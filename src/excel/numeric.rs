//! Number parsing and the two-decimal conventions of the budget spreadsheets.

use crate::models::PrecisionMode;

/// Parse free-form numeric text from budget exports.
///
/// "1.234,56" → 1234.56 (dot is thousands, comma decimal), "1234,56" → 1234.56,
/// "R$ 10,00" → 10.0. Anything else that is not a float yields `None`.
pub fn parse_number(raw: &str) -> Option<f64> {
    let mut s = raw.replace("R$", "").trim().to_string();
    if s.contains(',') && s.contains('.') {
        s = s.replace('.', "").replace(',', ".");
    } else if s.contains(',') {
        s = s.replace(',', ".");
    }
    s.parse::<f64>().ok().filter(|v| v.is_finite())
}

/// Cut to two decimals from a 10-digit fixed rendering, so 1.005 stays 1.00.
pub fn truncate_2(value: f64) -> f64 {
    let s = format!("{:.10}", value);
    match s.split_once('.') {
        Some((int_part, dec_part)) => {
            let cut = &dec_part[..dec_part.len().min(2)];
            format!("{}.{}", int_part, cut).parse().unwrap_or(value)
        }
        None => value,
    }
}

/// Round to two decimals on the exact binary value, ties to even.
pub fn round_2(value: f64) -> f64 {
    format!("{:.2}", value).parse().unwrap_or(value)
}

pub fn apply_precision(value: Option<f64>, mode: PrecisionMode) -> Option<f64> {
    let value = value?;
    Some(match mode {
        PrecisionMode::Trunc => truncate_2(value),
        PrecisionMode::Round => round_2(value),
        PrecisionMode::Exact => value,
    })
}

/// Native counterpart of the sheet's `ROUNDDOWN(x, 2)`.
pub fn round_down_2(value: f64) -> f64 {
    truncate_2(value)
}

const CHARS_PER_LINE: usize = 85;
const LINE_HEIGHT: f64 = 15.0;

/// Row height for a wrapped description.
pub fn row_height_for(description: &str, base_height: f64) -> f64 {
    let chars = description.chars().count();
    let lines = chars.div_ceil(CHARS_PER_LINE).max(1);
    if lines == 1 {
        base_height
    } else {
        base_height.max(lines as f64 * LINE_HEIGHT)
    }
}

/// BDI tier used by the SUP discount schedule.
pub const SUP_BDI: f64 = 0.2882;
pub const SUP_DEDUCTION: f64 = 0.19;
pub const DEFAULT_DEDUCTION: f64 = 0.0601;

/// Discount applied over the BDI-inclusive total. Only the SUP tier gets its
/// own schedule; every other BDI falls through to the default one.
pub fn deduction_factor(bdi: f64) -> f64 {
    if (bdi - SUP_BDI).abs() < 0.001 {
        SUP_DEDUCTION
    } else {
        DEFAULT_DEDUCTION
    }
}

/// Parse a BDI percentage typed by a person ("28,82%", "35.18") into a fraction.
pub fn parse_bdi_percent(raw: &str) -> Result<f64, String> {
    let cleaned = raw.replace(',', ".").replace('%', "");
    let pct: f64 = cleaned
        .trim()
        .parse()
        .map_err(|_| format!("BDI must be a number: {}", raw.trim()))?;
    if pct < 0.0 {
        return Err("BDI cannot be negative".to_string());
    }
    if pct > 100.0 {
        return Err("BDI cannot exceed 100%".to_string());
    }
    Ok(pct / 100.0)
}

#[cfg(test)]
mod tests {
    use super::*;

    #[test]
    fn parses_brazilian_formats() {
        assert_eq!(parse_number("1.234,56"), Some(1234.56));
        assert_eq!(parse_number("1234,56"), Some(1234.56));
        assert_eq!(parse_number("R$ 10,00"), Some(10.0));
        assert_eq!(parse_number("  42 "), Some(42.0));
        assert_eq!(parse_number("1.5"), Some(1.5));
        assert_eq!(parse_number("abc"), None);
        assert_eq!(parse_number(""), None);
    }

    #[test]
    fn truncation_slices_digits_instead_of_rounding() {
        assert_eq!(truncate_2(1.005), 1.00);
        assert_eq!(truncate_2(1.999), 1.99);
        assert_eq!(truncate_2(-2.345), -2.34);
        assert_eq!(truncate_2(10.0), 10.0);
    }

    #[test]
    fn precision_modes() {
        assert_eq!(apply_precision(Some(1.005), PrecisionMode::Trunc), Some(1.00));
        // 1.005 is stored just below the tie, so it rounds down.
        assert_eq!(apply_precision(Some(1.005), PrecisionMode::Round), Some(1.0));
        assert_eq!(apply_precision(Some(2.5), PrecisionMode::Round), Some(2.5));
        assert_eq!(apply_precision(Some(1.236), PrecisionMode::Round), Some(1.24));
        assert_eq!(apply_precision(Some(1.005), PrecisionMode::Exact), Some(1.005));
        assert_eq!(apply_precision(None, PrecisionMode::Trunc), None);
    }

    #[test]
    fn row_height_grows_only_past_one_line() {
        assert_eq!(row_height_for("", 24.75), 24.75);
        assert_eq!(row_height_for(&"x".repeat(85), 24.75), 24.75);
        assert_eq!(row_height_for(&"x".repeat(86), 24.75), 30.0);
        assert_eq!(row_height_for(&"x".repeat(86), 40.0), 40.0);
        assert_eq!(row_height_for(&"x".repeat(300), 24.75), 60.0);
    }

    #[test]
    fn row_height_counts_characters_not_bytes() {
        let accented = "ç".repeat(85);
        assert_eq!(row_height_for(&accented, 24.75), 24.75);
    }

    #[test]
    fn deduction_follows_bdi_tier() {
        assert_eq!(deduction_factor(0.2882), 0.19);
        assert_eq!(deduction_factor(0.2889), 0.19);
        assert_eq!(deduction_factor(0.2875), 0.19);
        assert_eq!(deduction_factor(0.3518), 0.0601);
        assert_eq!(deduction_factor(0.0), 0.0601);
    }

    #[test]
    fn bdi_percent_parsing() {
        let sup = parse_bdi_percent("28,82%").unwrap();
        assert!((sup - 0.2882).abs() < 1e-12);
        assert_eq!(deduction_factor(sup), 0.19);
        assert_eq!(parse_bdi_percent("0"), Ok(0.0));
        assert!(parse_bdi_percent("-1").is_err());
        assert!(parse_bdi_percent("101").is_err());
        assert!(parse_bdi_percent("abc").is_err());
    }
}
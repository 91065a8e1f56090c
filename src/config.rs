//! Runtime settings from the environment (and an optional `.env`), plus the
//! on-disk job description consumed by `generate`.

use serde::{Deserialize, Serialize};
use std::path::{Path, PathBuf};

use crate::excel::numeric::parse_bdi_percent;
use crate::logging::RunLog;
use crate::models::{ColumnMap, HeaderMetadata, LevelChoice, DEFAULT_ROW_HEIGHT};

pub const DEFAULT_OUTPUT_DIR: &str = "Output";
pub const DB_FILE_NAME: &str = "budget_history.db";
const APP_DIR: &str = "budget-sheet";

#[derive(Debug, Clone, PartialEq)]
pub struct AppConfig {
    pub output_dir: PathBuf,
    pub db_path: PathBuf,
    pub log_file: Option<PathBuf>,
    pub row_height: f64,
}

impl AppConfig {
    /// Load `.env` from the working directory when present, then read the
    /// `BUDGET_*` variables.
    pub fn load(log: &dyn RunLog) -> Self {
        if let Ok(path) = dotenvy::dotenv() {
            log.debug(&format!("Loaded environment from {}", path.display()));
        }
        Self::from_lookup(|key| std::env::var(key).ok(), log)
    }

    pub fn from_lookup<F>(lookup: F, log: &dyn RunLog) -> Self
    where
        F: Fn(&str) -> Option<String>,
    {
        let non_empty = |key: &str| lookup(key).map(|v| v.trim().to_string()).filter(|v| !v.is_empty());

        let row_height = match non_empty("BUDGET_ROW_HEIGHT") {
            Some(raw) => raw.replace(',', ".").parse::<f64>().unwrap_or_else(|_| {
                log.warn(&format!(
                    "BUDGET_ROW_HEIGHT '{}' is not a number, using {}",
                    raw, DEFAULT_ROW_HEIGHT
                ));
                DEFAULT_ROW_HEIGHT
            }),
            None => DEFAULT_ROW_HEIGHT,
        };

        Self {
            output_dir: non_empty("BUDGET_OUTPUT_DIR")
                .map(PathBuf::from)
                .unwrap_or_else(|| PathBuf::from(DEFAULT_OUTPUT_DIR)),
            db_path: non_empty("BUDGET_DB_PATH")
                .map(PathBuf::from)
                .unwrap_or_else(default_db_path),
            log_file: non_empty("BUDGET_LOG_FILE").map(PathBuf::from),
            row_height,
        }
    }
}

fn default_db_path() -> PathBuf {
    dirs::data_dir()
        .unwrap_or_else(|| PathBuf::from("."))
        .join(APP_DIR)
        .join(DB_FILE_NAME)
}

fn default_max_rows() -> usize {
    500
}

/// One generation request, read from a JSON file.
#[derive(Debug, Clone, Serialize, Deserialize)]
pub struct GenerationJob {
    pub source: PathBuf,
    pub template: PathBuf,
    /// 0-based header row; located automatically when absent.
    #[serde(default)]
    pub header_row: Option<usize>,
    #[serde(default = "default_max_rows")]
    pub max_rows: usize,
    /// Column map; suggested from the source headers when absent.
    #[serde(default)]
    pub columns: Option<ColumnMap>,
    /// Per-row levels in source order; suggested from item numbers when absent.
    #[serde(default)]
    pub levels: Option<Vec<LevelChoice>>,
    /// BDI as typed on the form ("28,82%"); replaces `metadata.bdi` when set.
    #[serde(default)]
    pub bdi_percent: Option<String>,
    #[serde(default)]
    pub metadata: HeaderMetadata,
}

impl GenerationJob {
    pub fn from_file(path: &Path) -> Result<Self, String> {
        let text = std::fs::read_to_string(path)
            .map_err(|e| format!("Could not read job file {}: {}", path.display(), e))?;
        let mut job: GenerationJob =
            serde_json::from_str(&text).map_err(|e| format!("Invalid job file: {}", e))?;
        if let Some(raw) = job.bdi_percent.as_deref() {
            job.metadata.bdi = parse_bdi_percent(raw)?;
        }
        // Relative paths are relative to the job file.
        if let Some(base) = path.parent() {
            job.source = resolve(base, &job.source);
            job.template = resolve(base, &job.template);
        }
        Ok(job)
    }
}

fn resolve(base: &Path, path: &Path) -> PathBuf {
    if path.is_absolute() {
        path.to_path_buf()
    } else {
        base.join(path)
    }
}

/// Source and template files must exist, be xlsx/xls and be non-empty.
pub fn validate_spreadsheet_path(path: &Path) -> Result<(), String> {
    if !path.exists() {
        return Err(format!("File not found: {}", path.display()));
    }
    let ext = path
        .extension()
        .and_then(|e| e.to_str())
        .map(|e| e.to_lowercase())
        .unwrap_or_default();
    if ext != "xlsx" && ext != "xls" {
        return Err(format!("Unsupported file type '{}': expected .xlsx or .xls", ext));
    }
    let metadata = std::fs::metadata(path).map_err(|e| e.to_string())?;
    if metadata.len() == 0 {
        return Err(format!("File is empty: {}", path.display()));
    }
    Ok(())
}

☆ ☆ ☆ ☆

What this task involves: Please give the number of lines in the data above that include the string "struct", and nothing else.

Your response: 2